═══ Stored data ═══

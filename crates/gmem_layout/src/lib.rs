//! Tile grid planning for GMEM rendering.
//!
//! Render targets larger than the on-chip tile buffer are split into bins
//! small enough for every enabled buffer (color, and depth and/or stencil)
//! to fit at once. This crate computes that split: `plan` runs the bin
//! geometry search, `assign_pipes` groups the grid into hardware binning
//! pipes, and `assign_tiles` walks the grid in raster order. `RenderGeometry`
//! caches all three, recomputing only when the inputs change.

use gmem_protocol::{
    DebugFlags, FramebufferDescriptor, GenerationCaps, GmemBudget, MAX_RENDER_TARGETS,
};

/// Planned GMEM layout for one combination of buffer sizes and render area.
///
/// The buffer sizes it was computed from are kept alongside the result:
/// planning is a pure function of those inputs plus the effective area, so
/// recomputation is skipped whenever they match the previous pass.
#[derive(Debug, Clone, PartialEq, Eq)]
pub struct GmemLayout {
    pub bin_w: u32,
    pub bin_h: u32,
    pub nbins_x: u32,
    pub nbins_y: u32,
    /// Origin of the effective render area, aligned down to the bin grid.
    pub minx: u32,
    pub miny: u32,
    pub width: u32,
    pub height: u32,
    /// Tiles per pipe in each axis, set by pipe assignment.
    pub tpp_x: u32,
    pub tpp_y: u32,
    /// GMEM base offset per color buffer slot.
    pub cbuf_base: [u32; MAX_RENDER_TARGETS],
    /// GMEM base offsets for the depth and stencil planes.
    pub zsbuf_base: [u32; 2],
    cbuf_cpp: [u8; MAX_RENDER_TARGETS],
    zsbuf_cpp: [u8; 2],
}

impl GmemLayout {
    pub fn tile_count(&self) -> usize {
        self.nbins_x as usize * self.nbins_y as usize
    }

    /// Bytes per tile pixel for each color slot, including the MSAA factor.
    pub fn cbuf_cpp(&self) -> &[u8; MAX_RENDER_TARGETS] {
        &self.cbuf_cpp
    }

    /// Bytes per tile pixel for the depth and stencil planes.
    pub fn zsbuf_cpp(&self) -> &[u8; 2] {
        &self.zsbuf_cpp
    }

    fn inputs_match(
        &self,
        cbuf_cpp: &[u8; MAX_RENDER_TARGETS],
        zsbuf_cpp: &[u8; 2],
        area: (u32, u32, u32, u32),
    ) -> bool {
        self.cbuf_cpp == *cbuf_cpp
            && self.zsbuf_cpp == *zsbuf_cpp
            && (self.minx, self.miny, self.width, self.height) == area
    }
}

/// Layout, pipe table, and tile list for the current pass inputs.
///
/// Owned by the per-context render state; mutated only between passes and
/// read-only during tile traversal.
#[derive(Debug, Default)]
pub struct RenderGeometry {
    layout: Option<GmemLayout>,
    pipes: PipeTable,
    tiles: Vec<Tile>,
}

impl RenderGeometry {
    pub fn new() -> Self {
        Self::default()
    }

    /// Recomputes layout, pipes, and tiles unless the buffer sizes and
    /// effective render area are identical to the previous computation.
    /// Returns whether a relayout happened, so callers can invalidate
    /// per-pipe resources.
    pub fn refresh(
        &mut self,
        fb: &FramebufferDescriptor,
        budget: &GmemBudget,
        caps: &GenerationCaps,
        debug: DebugFlags,
    ) -> bool {
        let (cbuf_cpp, zsbuf_cpp) = planner::tile_pixel_sizes(fb);
        let area = planner::effective_area(fb, budget, debug);
        if let Some(layout) = &self.layout {
            if layout.inputs_match(&cbuf_cpp, &zsbuf_cpp, area) {
                return false;
            }
        }

        let mut layout = planner::plan_with_sizes(fb, budget, debug, cbuf_cpp, zsbuf_cpp);
        self.pipes = pipes::assign_pipes(&mut layout, budget, caps);
        self.tiles = tiles::assign_tiles(&layout, &self.pipes, caps);
        self.layout = Some(layout);
        true
    }

    pub fn layout(&self) -> Option<&GmemLayout> {
        self.layout.as_ref()
    }

    pub fn pipes(&self) -> &PipeTable {
        &self.pipes
    }

    pub fn tiles(&self) -> &[Tile] {
        &self.tiles
    }
}

mod planner;
mod pipes;
mod tiles;

pub use planner::plan;
pub use pipes::{MAX_PIPE_SLOTS, Pipe, PipeTable, assign_pipes};
pub use tiles::{Tile, assign_tiles};
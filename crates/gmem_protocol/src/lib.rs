//! Shared data model for GMEM tiling.
//!
//! This crate defines the inputs every other crate agrees on: scissor
//! rectangles, buffer-kind masks, the per-pass framebuffer descriptor, the
//! per-device GMEM budget, generation capabilities, and debug overrides.

use bitflags::bitflags;

/// Maximum number of simultaneously bound color render targets.
pub const MAX_RENDER_TARGETS: usize = 8;

bitflags! {
    /// Buffer kinds that live in GMEM while a tile is being rendered.
    #[derive(Debug, Clone, Copy, PartialEq, Eq, Default)]
    pub struct BufferKinds: u32 {
        const COLOR = 1 << 0;
        const DEPTH = 1 << 1;
        const STENCIL = 1 << 2;
    }
}

bitflags! {
    /// Environment-driven overrides. These change which path is taken or
    /// what the planner considers, never the algorithmic contract.
    #[derive(Debug, Clone, Copy, PartialEq, Eq, Default)]
    pub struct DebugFlags: u32 {
        /// Ignore the draw scissor and always tile the full framebuffer.
        const NO_SCISSOR = 1 << 0;
        /// Never take the direct-render bypass path.
        const NO_BYPASS = 1 << 1;
        /// Always take the direct-render path, even when tiling would win.
        const FORCE_BYPASS = 1 << 2;
        /// Suppress mem2gmem restores (renders with stale tile contents).
        const NO_RESTORE = 1 << 3;
        /// Print planning and path-selection diagnostics.
        const MSGS = 1 << 4;
    }
}

impl DebugFlags {
    /// Parses the `GMEM_DEBUG` environment variable as a comma-separated
    /// flag list. Unknown names are reported and skipped.
    pub fn from_env() -> Self {
        let Ok(value) = std::env::var("GMEM_DEBUG") else {
            return DebugFlags::empty();
        };
        let mut flags = DebugFlags::empty();
        for name in value.split(',') {
            let name = name.trim();
            if name.is_empty() {
                continue;
            }
            match name {
                "noscis" => flags |= DebugFlags::NO_SCISSOR,
                "nobypass" => flags |= DebugFlags::NO_BYPASS,
                "forcebypass" => flags |= DebugFlags::FORCE_BYPASS,
                "norestore" => flags |= DebugFlags::NO_RESTORE,
                "msgs" => flags |= DebugFlags::MSGS,
                other => eprintln!("[gmem] unknown GMEM_DEBUG flag: {other}"),
            }
        }
        flags
    }
}

/// Pixel-space scissor rectangle, max-exclusive on both axes.
#[derive(Debug, Clone, Copy, PartialEq, Eq)]
pub struct Scissor {
    pub minx: u32,
    pub miny: u32,
    pub maxx: u32,
    pub maxy: u32,
}

impl Scissor {
    pub const fn new(minx: u32, miny: u32, maxx: u32, maxy: u32) -> Self {
        Self {
            minx,
            miny,
            maxx,
            maxy,
        }
    }

    pub const fn width(&self) -> u32 {
        self.maxx.saturating_sub(self.minx)
    }

    pub const fn height(&self) -> u32 {
        self.maxy.saturating_sub(self.miny)
    }

    /// True when the rectangle at `(x, y)` with extent `w`x`h` lies fully
    /// inside this scissor.
    pub const fn contains_rect(&self, x: u32, y: u32, w: u32, h: u32) -> bool {
        x >= self.minx && x + w <= self.maxx && y >= self.miny && y + h <= self.maxy
    }

    /// Grows this scissor to cover `other`. Used to accumulate the bound
    /// of all draws recorded into a pass.
    pub fn expand_to_include(&mut self, other: &Scissor) {
        self.minx = self.minx.min(other.minx);
        self.miny = self.miny.min(other.miny);
        self.maxx = self.maxx.max(other.maxx);
        self.maxy = self.maxy.max(other.maxy);
    }
}

/// Immutable description of a render pass target, captured when the pass
/// begins. `scissor` bounds all draws in the pass; `None` means unbounded
/// (the whole framebuffer is considered drawn).
///
/// All pixel sizes are bytes per sample-pixel; a zero entry means the slot
/// is unused. Color buffers are supersampled in GMEM under MSAA, so the
/// planner multiplies color sizes by `samples`.
#[derive(Debug, Clone, Copy, PartialEq, Eq)]
pub struct FramebufferDescriptor {
    pub width: u32,
    pub height: u32,
    pub samples: u32,
    pub color_cpp: [u8; MAX_RENDER_TARGETS],
    pub depth_cpp: u8,
    pub stencil_cpp: u8,
    pub scissor: Option<Scissor>,
}

impl FramebufferDescriptor {
    pub fn new(width: u32, height: u32) -> Self {
        Self {
            width,
            height,
            samples: 1,
            color_cpp: [0; MAX_RENDER_TARGETS],
            depth_cpp: 0,
            stencil_cpp: 0,
            scissor: None,
        }
    }

    pub fn has_attachments(&self) -> bool {
        self.depth_cpp != 0
            || self.stencil_cpp != 0
            || self.color_cpp.iter().any(|&cpp| cpp != 0)
    }

    /// Buffer kinds that have backing storage in this pass.
    pub fn enabled_kinds(&self) -> BufferKinds {
        let mut kinds = BufferKinds::empty();
        if self.color_cpp.iter().any(|&cpp| cpp != 0) {
            kinds |= BufferKinds::COLOR;
        }
        if self.depth_cpp != 0 {
            kinds |= BufferKinds::DEPTH;
        }
        if self.stencil_cpp != 0 {
            kinds |= BufferKinds::STENCIL;
        }
        kinds
    }
}

/// On-chip memory budget and hardware limits, derived from queried device
/// capabilities once per device class.
#[derive(Debug, Clone, Copy, PartialEq, Eq)]
pub struct GmemBudget {
    /// Total on-chip tile buffer size in bytes.
    pub total_bytes: u32,
    /// Required alignment of bin width, in pixels. Power of two.
    pub align_w: u32,
    /// Required alignment of bin height, in pixels. Power of two.
    pub align_h: u32,
    /// Widest bin the generation supports.
    pub max_bin_width: u32,
    /// Number of physical binning pipe slots.
    pub max_pipes: usize,
}

impl GmemBudget {
    /// Bin width cap on the oldest, software-binning device class.
    pub const MAX_BIN_WIDTH_LEGACY: u32 = 512;
    /// Bin width cap on the first hardware-binning class.
    pub const MAX_BIN_WIDTH_BINNING: u32 = 992;
    /// Bin width cap on later classes.
    pub const MAX_BIN_WIDTH_WIDE: u32 = 1024;

    /// Budget with the 32-pixel bin alignment and 8 pipe slots every
    /// supported class shares. The tile buffer size is queried from the
    /// kernel per device.
    pub const fn for_class(total_bytes: u32, max_bin_width: u32) -> Self {
        Self {
            total_bytes,
            align_w: 32,
            align_h: 32,
            max_bin_width,
            max_pipes: 8,
        }
    }

    /// Contract check for values handed in from the device layer. The
    /// planner relies on power-of-two alignments for scissor rounding.
    pub fn validate(&self) {
        assert!(self.total_bytes > 0, "GMEM budget must be nonzero");
        assert!(
            self.align_w.is_power_of_two() && self.align_h.is_power_of_two(),
            "bin alignment must be a power of two"
        );
        assert!(
            self.max_bin_width >= self.align_w,
            "max bin width {} below alignment {}",
            self.max_bin_width,
            self.align_w
        );
        assert!(self.max_pipes >= 1, "at least one pipe slot is required");
    }
}

/// How the tile grid is grouped into binning pipes.
#[derive(Debug, Clone, Copy, PartialEq, Eq)]
pub enum PipePolicy {
    /// Pipe extent is fixed regardless of layout, to match a fixed-width
    /// hardware binning counter. The edge rows/columns of the 8x8 binning
    /// grid are reserved for off-screen culling, hence 6x6.
    FixedGrid { tiles_x: u32, tiles_y: u32 },
    /// Grow tiles-per-pipe until the grid fits the physical pipe slots.
    Adaptive,
}

/// How a tile's sequence number inside its pipe is encoded.
#[derive(Debug, Clone, Copy, PartialEq, Eq)]
pub enum TileSequencing {
    /// Monotonic per-pipe counter, contiguous from zero.
    PerPipeCounter,
    /// Packed `(row_in_pipe + 1) << 3 | (col_in_pipe + 1)` bitfield, used
    /// to patch binning-visibility command streams on the oldest parts.
    PackedRowCol,
}

/// Per-generation behavior switches, selected once at context creation.
#[derive(Debug, Clone, Copy, PartialEq, Eq)]
pub struct GenerationCaps {
    pub pipe_policy: PipePolicy,
    pub sequencing: TileSequencing,
}

impl GenerationCaps {
    /// Oldest generation: fixed 6x6 tiles per pipe, packed sequencing.
    pub const fn fixed_grid() -> Self {
        Self {
            pipe_policy: PipePolicy::FixedGrid {
                tiles_x: 6,
                tiles_y: 6,
            },
            sequencing: TileSequencing::PackedRowCol,
        }
    }

    /// Newer generations: adaptive tiles-per-pipe, counter sequencing.
    pub const fn adaptive() -> Self {
        Self {
            pipe_policy: PipePolicy::Adaptive,
            sequencing: TileSequencing::PerPipeCounter,
        }
    }
}

#[cfg(test)]
mod tests;
use serde_json::Value;

use super::StudyPlan;
use crate::{AppError, AppResult};

/// Decoded body of `POST /generate-plan`
#[derive(Debug, Clone, PartialEq)]
pub enum ApiResponse {
    Success {
        plan: StudyPlan,
        plan_id: Option<i64>,
    },
    Failure {
        message: String,
    },
}

impl ApiResponse {
    pub fn from_slice(body: &[u8]) -> AppResult<Self> {
        let value: Value = serde_json::from_slice(body)?;
        Self::from_value(value)
    }

    /// Checks the shape field by field instead of trusting `success`/`plan` to be present
    pub fn from_value(value: Value) -> AppResult<Self> {
        let Value::Object(mut body) = value else {
            return Err(AppError::MalformedResponse(
                "response body is not a JSON object".to_string(),
            ));
        };

        let success = match body.get("success") {
            Some(Value::Bool(flag)) => *flag,
            Some(_) => {
                return Err(AppError::MalformedResponse(
                    "`success` is not a boolean".to_string(),
                ))
            }
            None => {
                return Err(AppError::MalformedResponse(
                    "`success` flag is missing".to_string(),
                ))
            }
        };

        if !success {
            return match body.remove("message") {
                Some(Value::String(message)) => Ok(ApiResponse::Failure { message }),
                _ => Err(AppError::MalformedResponse(
                    "failure response has no `message` string".to_string(),
                )),
            };
        }

        let plan = match body.remove("plan") {
            Some(plan @ Value::Array(_)) => serde_json::from_value::<StudyPlan>(plan)
                .map_err(|e| AppError::MalformedResponse(format!("invalid `plan`: {}", e)))?,
            Some(_) => {
                return Err(AppError::MalformedResponse(
                    "`plan` is not an array".to_string(),
                ))
            }
            None => {
                return Err(AppError::MalformedResponse(
                    "success response has no `plan`".to_string(),
                ))
            }
        };

        let plan_id = body.get("plan_id").and_then(Value::as_i64);

        Ok(ApiResponse::Success { plan, plan_id })
    }
}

═══

• [Work order]:
Return each line of the entries that holds the string "planning".

• [Written solution]:
//! Tile grid planning for GMEM rendering.
/// planning is a pure function of those inputs plus the effective area, so
        /// Print planning and path-selection diagnostics.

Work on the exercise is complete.